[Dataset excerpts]

.....

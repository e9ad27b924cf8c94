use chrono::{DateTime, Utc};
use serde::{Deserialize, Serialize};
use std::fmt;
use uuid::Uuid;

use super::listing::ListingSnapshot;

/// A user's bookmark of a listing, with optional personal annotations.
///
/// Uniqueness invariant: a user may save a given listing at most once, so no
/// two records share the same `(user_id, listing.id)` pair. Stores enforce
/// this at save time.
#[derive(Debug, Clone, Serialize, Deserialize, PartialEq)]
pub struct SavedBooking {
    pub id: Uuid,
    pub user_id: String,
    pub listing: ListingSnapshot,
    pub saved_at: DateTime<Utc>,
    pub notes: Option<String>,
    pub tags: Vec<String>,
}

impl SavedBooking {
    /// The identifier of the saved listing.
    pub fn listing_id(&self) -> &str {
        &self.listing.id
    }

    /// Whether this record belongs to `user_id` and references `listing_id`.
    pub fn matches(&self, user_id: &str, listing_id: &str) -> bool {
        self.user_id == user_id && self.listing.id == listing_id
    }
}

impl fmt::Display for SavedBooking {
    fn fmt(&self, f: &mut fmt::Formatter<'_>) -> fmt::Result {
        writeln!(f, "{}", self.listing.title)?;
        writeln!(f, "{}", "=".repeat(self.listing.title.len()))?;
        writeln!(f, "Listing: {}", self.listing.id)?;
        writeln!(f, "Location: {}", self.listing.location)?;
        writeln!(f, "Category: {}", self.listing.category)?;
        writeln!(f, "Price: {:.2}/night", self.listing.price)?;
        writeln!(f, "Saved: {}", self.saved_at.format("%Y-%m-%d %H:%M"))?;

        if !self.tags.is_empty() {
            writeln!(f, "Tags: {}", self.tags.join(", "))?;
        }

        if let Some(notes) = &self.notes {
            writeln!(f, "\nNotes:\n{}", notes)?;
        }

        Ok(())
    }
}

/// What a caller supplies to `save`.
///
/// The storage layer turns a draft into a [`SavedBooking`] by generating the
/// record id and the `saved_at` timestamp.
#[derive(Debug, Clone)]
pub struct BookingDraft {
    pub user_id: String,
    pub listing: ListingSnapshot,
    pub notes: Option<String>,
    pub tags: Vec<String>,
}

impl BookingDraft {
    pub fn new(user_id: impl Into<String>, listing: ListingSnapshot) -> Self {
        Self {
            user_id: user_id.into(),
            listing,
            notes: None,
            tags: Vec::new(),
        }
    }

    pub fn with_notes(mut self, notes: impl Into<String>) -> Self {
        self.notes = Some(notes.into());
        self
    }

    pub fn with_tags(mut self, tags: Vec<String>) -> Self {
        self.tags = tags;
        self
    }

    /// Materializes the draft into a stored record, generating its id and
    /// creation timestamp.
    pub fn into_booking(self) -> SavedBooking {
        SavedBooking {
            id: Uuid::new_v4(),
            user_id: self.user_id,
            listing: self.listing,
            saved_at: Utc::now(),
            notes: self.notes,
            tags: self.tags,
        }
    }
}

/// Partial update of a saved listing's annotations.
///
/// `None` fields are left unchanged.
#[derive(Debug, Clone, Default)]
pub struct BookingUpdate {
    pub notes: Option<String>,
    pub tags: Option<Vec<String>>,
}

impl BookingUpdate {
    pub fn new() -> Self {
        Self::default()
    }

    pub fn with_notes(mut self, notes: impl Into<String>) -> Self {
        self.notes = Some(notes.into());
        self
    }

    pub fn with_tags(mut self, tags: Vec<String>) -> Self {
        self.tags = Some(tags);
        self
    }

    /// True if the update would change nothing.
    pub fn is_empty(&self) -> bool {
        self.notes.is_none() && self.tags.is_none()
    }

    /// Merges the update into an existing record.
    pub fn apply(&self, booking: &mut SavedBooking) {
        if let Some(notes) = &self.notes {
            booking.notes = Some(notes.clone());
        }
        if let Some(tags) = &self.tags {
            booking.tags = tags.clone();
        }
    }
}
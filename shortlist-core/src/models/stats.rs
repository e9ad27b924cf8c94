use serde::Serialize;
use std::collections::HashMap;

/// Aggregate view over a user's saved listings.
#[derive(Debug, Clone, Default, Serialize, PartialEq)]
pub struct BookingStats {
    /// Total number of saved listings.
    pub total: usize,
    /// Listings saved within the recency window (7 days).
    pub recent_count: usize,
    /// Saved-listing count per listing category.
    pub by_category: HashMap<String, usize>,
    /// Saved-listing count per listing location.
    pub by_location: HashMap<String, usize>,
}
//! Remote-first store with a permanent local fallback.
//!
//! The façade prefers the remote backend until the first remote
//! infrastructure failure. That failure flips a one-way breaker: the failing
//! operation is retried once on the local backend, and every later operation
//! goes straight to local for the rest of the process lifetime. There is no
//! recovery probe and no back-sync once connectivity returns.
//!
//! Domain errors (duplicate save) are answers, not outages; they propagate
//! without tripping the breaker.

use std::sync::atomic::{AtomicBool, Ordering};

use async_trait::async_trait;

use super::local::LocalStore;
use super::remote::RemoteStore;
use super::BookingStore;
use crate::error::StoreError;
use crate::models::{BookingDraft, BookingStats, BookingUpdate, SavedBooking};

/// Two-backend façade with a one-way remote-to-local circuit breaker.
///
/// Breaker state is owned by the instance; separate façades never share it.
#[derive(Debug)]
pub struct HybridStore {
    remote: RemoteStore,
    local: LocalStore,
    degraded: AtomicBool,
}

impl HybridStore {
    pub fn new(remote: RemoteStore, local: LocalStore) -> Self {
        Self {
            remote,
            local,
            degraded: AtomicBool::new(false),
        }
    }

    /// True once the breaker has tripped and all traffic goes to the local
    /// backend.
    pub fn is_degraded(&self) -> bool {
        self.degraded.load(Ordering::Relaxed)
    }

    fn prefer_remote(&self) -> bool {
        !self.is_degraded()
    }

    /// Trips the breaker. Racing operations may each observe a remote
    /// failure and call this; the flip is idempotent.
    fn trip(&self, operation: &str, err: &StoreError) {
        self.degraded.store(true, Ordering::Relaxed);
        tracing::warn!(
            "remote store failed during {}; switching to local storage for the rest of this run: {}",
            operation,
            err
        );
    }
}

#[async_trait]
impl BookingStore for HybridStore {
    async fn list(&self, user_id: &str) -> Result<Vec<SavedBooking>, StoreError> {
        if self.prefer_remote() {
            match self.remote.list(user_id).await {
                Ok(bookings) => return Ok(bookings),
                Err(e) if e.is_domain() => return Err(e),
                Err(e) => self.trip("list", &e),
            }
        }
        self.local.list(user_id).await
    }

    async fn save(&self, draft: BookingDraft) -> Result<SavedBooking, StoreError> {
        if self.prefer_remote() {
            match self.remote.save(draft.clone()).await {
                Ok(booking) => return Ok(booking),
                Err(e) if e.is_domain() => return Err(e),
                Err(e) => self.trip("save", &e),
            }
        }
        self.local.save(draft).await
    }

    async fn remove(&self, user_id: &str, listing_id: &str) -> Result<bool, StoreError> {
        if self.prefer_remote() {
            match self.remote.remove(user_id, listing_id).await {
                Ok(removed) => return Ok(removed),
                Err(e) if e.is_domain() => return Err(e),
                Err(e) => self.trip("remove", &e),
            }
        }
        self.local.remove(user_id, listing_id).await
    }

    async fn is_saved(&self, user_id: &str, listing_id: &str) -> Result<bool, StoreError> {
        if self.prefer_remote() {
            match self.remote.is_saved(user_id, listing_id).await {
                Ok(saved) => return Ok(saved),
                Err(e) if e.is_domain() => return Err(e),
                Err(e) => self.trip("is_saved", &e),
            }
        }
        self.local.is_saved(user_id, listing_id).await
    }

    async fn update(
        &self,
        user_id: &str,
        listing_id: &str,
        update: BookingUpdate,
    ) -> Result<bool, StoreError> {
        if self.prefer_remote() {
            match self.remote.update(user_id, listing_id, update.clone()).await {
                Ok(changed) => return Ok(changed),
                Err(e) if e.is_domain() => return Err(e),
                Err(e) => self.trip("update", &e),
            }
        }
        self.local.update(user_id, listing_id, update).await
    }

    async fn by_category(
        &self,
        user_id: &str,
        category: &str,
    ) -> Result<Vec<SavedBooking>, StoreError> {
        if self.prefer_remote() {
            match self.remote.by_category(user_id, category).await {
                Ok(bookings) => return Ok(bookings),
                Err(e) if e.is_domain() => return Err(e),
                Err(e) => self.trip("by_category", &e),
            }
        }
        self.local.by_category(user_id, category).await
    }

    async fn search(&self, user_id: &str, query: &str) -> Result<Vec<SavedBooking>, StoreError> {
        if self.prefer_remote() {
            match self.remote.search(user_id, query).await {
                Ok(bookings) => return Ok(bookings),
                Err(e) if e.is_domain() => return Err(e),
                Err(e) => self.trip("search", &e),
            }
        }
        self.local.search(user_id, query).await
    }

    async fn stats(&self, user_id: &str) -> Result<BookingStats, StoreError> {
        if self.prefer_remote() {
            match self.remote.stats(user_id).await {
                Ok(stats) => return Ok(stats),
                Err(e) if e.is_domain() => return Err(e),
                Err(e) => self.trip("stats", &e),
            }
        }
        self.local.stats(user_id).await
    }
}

.....

_What is needed_:
Of the entries above, how many lines hold the word "PartialEq"? Give back only that number.

_Response to this task_:
2